> [Task objective]:
Return every line from the records below in which the word "group" is found.

> [Dataset entries]:
_ _ _ _ _ _ _
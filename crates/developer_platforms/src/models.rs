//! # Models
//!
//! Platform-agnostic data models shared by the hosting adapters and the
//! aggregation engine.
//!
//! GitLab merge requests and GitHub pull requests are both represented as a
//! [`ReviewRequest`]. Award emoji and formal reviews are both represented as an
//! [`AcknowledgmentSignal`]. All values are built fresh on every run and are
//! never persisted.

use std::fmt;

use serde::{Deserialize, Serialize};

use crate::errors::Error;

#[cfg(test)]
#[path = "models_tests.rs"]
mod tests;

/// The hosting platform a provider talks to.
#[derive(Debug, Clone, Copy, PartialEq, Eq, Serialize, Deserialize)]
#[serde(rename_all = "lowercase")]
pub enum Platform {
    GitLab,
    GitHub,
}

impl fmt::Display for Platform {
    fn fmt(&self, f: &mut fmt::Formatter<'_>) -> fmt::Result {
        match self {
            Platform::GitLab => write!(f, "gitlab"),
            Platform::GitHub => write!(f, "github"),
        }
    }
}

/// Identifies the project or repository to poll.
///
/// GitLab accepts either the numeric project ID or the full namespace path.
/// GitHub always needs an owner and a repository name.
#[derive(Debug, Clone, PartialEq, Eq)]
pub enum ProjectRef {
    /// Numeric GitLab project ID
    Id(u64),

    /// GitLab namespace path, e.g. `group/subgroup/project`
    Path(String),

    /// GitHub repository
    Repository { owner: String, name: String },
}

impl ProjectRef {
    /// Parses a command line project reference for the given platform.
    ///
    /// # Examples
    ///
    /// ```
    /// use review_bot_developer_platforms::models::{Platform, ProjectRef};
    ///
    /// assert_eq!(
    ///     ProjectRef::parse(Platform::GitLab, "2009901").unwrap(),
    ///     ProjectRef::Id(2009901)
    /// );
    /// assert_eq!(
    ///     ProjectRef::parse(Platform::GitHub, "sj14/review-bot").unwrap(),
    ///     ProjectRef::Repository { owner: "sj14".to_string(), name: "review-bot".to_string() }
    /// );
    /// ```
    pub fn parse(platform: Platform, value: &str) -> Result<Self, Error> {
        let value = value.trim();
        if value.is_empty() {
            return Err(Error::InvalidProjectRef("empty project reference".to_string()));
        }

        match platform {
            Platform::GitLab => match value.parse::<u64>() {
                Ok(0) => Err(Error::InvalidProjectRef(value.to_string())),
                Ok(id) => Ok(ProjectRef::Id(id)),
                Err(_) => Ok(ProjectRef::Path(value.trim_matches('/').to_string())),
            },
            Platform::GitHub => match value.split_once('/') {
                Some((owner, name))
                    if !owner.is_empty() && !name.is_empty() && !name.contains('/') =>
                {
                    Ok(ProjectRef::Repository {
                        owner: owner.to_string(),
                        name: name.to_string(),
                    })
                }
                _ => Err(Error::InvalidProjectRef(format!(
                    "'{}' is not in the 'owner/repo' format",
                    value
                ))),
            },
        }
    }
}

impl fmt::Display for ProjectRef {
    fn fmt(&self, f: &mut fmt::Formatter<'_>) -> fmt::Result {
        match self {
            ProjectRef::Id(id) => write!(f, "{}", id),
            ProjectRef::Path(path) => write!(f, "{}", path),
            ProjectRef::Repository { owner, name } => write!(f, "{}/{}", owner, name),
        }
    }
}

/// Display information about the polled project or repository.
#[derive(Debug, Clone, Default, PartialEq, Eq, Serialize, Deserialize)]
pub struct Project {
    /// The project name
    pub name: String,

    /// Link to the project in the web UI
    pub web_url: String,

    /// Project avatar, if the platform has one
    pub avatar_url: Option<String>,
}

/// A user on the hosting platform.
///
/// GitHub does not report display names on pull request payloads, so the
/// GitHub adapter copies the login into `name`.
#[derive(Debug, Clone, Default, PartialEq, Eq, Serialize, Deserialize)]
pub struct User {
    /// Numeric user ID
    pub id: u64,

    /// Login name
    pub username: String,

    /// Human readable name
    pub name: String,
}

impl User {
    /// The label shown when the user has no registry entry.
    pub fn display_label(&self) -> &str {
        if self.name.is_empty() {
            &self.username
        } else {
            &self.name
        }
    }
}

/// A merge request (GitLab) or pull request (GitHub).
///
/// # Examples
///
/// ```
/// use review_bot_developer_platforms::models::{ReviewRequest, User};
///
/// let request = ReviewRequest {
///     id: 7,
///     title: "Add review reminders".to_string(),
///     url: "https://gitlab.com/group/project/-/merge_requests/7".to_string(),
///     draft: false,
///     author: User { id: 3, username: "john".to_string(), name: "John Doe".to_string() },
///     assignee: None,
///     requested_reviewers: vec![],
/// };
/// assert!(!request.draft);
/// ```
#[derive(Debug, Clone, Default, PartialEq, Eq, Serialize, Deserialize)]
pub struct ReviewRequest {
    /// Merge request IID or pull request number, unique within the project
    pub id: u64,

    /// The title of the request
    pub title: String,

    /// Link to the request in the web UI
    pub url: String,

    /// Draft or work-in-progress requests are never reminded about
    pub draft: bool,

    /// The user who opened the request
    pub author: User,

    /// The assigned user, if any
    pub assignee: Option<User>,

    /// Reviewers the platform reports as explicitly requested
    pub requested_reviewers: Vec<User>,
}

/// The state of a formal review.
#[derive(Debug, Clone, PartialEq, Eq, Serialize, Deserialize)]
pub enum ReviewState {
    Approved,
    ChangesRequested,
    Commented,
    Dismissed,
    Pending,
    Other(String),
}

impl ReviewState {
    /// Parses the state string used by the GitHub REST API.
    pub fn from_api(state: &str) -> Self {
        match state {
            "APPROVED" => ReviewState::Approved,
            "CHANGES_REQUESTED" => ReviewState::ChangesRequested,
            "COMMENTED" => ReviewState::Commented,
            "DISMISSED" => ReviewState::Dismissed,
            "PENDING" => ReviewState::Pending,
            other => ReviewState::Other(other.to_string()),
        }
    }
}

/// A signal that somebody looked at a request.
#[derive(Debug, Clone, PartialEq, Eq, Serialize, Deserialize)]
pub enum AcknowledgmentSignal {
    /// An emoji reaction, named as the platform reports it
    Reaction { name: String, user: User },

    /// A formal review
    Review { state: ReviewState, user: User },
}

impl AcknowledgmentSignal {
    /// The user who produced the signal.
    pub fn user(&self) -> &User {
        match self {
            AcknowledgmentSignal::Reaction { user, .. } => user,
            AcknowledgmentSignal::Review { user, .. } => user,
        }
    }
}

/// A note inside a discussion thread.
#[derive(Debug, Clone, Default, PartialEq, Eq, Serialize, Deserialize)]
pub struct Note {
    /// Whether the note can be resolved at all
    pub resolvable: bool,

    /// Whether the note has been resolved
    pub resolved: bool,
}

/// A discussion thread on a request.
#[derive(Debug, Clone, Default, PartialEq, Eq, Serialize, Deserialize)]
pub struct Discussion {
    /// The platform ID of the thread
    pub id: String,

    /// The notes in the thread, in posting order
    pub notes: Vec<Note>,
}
_ _ _ _ _ _ _
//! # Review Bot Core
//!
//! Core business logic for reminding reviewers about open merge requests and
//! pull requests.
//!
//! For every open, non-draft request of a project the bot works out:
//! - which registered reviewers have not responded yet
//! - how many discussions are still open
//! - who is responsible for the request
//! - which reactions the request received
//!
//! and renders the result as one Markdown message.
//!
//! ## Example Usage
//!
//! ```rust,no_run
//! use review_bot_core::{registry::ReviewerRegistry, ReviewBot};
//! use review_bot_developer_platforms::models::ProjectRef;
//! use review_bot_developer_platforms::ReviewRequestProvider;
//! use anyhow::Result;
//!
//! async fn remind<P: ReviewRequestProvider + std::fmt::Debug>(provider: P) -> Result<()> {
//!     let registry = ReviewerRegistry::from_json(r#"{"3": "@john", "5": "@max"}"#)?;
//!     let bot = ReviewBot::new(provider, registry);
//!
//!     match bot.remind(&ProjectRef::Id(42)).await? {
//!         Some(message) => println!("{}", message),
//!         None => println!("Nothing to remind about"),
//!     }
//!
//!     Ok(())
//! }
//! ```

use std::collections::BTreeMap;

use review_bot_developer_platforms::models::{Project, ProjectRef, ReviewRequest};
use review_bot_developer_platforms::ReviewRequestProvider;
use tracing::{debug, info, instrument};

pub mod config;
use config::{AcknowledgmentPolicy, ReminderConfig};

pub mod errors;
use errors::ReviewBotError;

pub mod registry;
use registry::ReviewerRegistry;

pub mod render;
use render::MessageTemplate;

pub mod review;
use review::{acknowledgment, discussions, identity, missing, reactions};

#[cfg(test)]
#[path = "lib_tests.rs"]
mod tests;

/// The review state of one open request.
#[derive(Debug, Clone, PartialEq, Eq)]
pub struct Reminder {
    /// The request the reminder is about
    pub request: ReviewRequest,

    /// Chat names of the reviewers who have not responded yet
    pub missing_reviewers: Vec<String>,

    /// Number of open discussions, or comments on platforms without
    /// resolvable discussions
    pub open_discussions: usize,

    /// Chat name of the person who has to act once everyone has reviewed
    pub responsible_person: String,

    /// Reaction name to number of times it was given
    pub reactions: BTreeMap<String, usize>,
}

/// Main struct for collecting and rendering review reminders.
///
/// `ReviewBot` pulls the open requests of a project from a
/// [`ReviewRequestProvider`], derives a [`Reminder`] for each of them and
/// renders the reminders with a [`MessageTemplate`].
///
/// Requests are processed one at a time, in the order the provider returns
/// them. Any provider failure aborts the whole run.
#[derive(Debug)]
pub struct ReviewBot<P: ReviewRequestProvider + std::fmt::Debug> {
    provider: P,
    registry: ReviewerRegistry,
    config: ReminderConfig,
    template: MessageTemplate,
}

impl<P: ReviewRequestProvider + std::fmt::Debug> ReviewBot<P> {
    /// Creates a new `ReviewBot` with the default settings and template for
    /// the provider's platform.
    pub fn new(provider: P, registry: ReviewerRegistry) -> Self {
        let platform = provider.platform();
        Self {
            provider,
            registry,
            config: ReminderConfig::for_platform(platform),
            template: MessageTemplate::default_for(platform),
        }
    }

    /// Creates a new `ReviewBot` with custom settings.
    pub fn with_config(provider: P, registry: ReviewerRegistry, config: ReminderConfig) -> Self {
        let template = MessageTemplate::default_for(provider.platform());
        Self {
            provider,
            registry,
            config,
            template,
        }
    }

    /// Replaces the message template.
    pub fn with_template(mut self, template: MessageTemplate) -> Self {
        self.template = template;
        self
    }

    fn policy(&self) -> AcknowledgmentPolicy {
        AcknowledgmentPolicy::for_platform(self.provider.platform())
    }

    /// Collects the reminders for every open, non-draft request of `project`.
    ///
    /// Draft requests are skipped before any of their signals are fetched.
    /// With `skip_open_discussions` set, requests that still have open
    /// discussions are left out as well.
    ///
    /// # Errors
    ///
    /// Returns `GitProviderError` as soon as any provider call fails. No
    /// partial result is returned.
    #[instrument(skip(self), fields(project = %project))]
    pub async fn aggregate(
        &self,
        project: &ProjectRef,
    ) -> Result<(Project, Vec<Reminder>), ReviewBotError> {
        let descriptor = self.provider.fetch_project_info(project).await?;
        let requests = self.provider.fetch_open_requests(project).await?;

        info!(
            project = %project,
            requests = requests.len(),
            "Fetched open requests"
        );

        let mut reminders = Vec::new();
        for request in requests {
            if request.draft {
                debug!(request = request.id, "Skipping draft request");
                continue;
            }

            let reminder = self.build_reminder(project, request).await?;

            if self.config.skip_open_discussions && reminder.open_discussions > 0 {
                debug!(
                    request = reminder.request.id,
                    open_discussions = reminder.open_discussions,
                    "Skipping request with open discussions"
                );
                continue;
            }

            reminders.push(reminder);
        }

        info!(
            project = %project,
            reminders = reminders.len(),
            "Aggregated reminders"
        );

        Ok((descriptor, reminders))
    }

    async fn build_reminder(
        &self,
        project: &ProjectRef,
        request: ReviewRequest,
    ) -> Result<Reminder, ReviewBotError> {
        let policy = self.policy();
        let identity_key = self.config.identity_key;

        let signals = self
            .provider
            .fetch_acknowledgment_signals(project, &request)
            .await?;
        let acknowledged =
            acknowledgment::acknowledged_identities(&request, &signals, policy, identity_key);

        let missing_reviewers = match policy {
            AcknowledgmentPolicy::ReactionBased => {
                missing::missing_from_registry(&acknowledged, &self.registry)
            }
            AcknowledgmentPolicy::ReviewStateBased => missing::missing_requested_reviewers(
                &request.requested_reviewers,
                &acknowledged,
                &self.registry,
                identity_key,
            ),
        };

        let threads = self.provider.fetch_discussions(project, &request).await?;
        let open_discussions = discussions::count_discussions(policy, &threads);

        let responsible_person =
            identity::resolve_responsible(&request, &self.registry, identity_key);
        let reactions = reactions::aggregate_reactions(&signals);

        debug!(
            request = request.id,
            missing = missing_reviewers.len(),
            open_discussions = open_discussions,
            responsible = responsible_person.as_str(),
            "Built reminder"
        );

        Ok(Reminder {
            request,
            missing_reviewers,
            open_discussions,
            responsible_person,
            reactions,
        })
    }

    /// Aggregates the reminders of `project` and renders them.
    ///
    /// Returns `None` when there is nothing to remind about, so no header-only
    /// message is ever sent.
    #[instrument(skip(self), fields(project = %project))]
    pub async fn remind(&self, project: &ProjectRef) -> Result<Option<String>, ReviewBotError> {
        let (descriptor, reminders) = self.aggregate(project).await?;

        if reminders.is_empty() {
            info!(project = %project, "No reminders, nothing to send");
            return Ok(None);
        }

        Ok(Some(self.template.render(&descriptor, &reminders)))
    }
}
_ _ _ _ _ _ _
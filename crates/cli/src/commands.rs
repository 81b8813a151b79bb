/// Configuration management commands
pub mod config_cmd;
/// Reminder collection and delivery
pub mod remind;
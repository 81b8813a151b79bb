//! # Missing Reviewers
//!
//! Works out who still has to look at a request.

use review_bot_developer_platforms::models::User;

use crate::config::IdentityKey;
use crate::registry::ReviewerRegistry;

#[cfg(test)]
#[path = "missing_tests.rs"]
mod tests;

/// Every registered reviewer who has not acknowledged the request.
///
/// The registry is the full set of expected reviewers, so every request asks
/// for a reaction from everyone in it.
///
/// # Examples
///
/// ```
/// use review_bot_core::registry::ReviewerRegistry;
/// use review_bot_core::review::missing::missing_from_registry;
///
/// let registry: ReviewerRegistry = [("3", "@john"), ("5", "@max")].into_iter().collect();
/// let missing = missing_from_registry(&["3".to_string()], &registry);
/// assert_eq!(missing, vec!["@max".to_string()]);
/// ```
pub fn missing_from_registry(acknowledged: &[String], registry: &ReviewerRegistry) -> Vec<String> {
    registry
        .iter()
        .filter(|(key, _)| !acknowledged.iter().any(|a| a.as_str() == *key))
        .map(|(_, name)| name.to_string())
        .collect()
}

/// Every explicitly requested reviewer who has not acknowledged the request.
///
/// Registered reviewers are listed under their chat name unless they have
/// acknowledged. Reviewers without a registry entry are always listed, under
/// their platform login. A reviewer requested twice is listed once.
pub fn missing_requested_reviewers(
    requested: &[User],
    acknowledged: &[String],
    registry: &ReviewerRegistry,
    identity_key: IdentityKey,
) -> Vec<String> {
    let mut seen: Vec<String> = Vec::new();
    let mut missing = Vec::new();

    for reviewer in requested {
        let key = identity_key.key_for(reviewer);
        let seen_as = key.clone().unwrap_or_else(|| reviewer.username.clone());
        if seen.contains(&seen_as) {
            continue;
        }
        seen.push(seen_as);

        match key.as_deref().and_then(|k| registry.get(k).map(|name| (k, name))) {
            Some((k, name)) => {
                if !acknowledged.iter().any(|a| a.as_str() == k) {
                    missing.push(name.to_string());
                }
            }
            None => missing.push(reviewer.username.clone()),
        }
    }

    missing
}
_ _ _ _ _ _ _
> [Output for this exercise]:
    /// GitLab namespace path, e.g. `group/subgroup/project`
///     url: "https://gitlab.com/group/project/-/merge_requests/7".to_string(),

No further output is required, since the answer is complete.